Records to use Block Start

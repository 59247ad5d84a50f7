//! Key-value persistence capability
//!
//! Stores receive an `Arc<dyn KeyValueStore>` at construction time and
//! treat every failure as non-fatal: the in-memory state stays
//! authoritative for the session.

use std::collections::HashMap;
use std::io::ErrorKind;
use std::path::PathBuf;
use parking_lot::RwLock;

/// Storage error
#[derive(Debug, thiserror::Error)]
pub enum StorageError {
    #[error("Storage unavailable: {0}")]
    Unavailable(String),
    #[error("Storage quota exceeded for key: {0}")]
    QuotaExceeded(String),
    #[error("I/O error: {0}")]
    Io(#[from] std::io::Error),
}

/// Synchronous key-value store holding serialized JSON blobs
pub trait KeyValueStore: Send + Sync {
    /// Read a value, `None` if the key is absent
    fn get(&self, key: &str) -> Result<Option<String>, StorageError>;
    /// Write a value, replacing any previous one
    fn set(&self, key: &str, value: &str) -> Result<(), StorageError>;
    /// Delete a key; deleting a missing key is not an error
    fn remove(&self, key: &str) -> Result<(), StorageError>;
}

/// In-memory store
#[derive(Debug, Default)]
pub struct MemoryStore {
    values: RwLock<HashMap<String, String>>,
}

impl MemoryStore {
    pub fn new() -> Self {
        Self::default()
    }

    /// Number of stored keys
    pub fn len(&self) -> usize {
        self.values.read().len()
    }

    pub fn is_empty(&self) -> bool {
        self.values.read().is_empty()
    }
}

impl KeyValueStore for MemoryStore {
    fn get(&self, key: &str) -> Result<Option<String>, StorageError> {
        Ok(self.values.read().get(key).cloned())
    }

    fn set(&self, key: &str, value: &str) -> Result<(), StorageError> {
        self.values.write().insert(key.to_string(), value.to_string());
        Ok(())
    }

    fn remove(&self, key: &str) -> Result<(), StorageError> {
        self.values.write().remove(key);
        Ok(())
    }
}

/// File-backed store: one `<key>.json` file per key inside a directory
#[derive(Debug, Clone)]
pub struct FileStore {
    root: PathBuf,
}

impl FileStore {
    pub fn new(root: impl Into<PathBuf>) -> Self {
        Self { root: root.into() }
    }

    /// Path of the file backing `key`
    pub fn path_for(&self, key: &str) -> PathBuf {
        let name: String = key
            .chars()
            .map(|c| if c.is_ascii_alphanumeric() || c == '-' || c == '_' { c } else { '_' })
            .collect();
        self.root.join(format!("{}.json", name))
    }
}

impl KeyValueStore for FileStore {
    fn get(&self, key: &str) -> Result<Option<String>, StorageError> {
        match std::fs::read_to_string(self.path_for(key)) {
            Ok(content) => Ok(Some(content)),
            Err(e) if e.kind() == ErrorKind::NotFound => Ok(None),
            Err(e) => Err(e.into()),
        }
    }

    fn set(&self, key: &str, value: &str) -> Result<(), StorageError> {
        std::fs::create_dir_all(&self.root)?;
        std::fs::write(self.path_for(key), value)?;
        Ok(())
    }

    fn remove(&self, key: &str) -> Result<(), StorageError> {
        match std::fs::remove_file(self.path_for(key)) {
            Ok(()) => Ok(()),
            Err(e) if e.kind() == ErrorKind::NotFound => Ok(()),
            Err(e) => Err(e.into()),
        }
    }
}

#[cfg(test)]
mod tests {
    use super::*;

    #[test]
    fn test_memory_store() {
        let store = MemoryStore::new();
        assert_eq!(store.get("a").unwrap(), None);

        store.set("a", "1").unwrap();
        assert_eq!(store.get("a").unwrap().as_deref(), Some("1"));
        assert_eq!(store.len(), 1);

        store.remove("a").unwrap();
        assert!(store.is_empty());
        store.remove("a").unwrap();
    }

    #[test]
    fn test_file_store_roundtrip() {
        let dir = tempfile::tempdir().unwrap();
        let store = FileStore::new(dir.path().join("nested"));

        assert_eq!(store.get("recent").unwrap(), None);
        store.set("recent", "{\"colors\":[]}").unwrap();
        assert_eq!(store.get("recent").unwrap().as_deref(), Some("{\"colors\":[]}"));

        store.remove("recent").unwrap();
        assert_eq!(store.get("recent").unwrap(), None);
        store.remove("recent").unwrap();
    }

    #[test]
    fn test_file_store_sanitizes_keys() {
        let store = FileStore::new("/tmp/chroma");
        let path = store.path_for("a/b:c");
        assert_eq!(path.file_name().unwrap(), "a_b_c.json");
    }
}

Records to use Block End

Task instructions: Each of the entries must be set down again exactly.

Written reply:
repository 59247ad5d84a50f7
//! Key-value persistence capability
//!
//! Stores receive an `Arc<dyn KeyValueStore>` at construction time and
//! treat every failure as non-fatal: the in-memory state stays
//! authoritative for the session.

use std::collections::HashMap;
use std::io::ErrorKind;
use std::path::PathBuf;
use parking_lot::RwLock;

/// Storage error
#[derive(Debug, thiserror::Error)]
pub enum StorageError {
    #[error("Storage unavailable: {0}")]
    Unavailable(String),
    #[error("Storage quota exceeded for key: {0}")]
    QuotaExceeded(String),
    #[error("I/O error: {0}")]
    Io(#[from] std::io::Error),
}

/// Synchronous key-value store holding serialized JSON blobs
pub trait KeyValueStore: Send + Sync {
    /// Read a value, `None` if the key is absent
    fn get(&self, key: &str) -> Result<Option<String>, StorageError>;
    /// Write a value, replacing any previous one
    fn set(&self, key: &str, value: &str) -> Result<(), StorageError>;
    /// Delete a key; deleting a missing key is not an error
    fn remove(&self, key: &str) -> Result<(), StorageError>;
}

/// In-memory store
#[derive(Debug, Default)]
pub struct MemoryStore {
    values: RwLock<HashMap<String, String>>,
}

impl MemoryStore {
    pub fn new() -> Self {
        Self::default()
    }

    /// Number of stored keys
    pub fn len(&self) -> usize {
        self.values.read().len()
    }

    pub fn is_empty(&self) -> bool {
        self.values.read().is_empty()
    }
}

impl KeyValueStore for MemoryStore {
    fn get(&self, key: &str) -> Result<Option<String>, StorageError> {
        Ok(self.values.read().get(key).cloned())
    }

    fn set(&self, key: &str, value: &str) -> Result<(), StorageError> {
        self.values.write().insert(key.to_string(), value.to_string());
        Ok(())
    }

    fn remove(&self, key: &str) -> Result<(), StorageError> {
        self.values.write().remove(key);
        Ok(())
    }
}

/// File-backed store: one `<key>.json` file per key inside a directory
#[derive(Debug, Clone)]
pub struct FileStore {
    root: PathBuf,
}

impl FileStore {
    pub fn new(root: impl Into<PathBuf>) -> Self {
        Self { root: root.into() }
    }

    /// Path of the file backing `key`
    pub fn path_for(&self, key: &str) -> PathBuf {
        let name: String = key
            .chars()
            .map(|c| if c.is_ascii_alphanumeric() || c == '-' || c == '_' { c } else { '_' })
            .collect();
        self.root.join(format!("{}.json", name))
    }
}

impl KeyValueStore for FileStore {
    fn get(&self, key: &str) -> Result<Option<String>, StorageError> {
        match std::fs::read_to_string(self.path_for(key)) {
            Ok(content) => Ok(Some(content)),
            Err(e) if e.kind() == ErrorKind::NotFound => Ok(None),
            Err(e) => Err(e.into()),
        }
    }

    fn set(&self, key: &str, value: &str) -> Result<(), StorageError> {
        std::fs::create_dir_all(&self.root)?;
        std::fs::write(self.path_for(key), value)?;
        Ok(())
    }

    fn remove(&self, key: &str) -> Result<(), StorageError> {
        match std::fs::remove_file(self.path_for(key)) {
            Ok(()) => Ok(()),
            Err(e) if e.kind() == ErrorKind::NotFound => Ok(()),
            Err(e) => Err(e.into()),
        }
    }
}

#[cfg(test)]
mod tests {
    use super::*;

    #[test]
    fn test_memory_store() {
        let store = MemoryStore::new();
        assert_eq!(store.get("a").unwrap(), None);

        store.set("a", "1").unwrap();
        assert_eq!(store.get("a").unwrap().as_deref(), Some("1"));
        assert_eq!(store.len(), 1);

        store.remove("a").unwrap();
        assert!(store.is_empty());
        store.remove("a").unwrap();
    }

    #[test]
    fn test_file_store_roundtrip() {
        let dir = tempfile::tempdir().unwrap();
        let store = FileStore::new(dir.path().join("nested"));

        assert_eq!(store.get("recent").unwrap(), None);
        store.set("recent", "{\"colors\":[]}").unwrap();
        assert_eq!(store.get("recent").unwrap().as_deref(), Some("{\"colors\":[]}"));

        store.remove("recent").unwrap();
        assert_eq!(store.get("recent").unwrap(), None);
        store.remove("recent").unwrap();
    }

    #[test]
    fn test_file_store_sanitizes_keys() {
        let store = FileStore::new("/tmp/chroma");
        let path = store.path_for("a/b:c");
        assert_eq!(path.file_name().unwrap(), "a_b_c.json");
    }
}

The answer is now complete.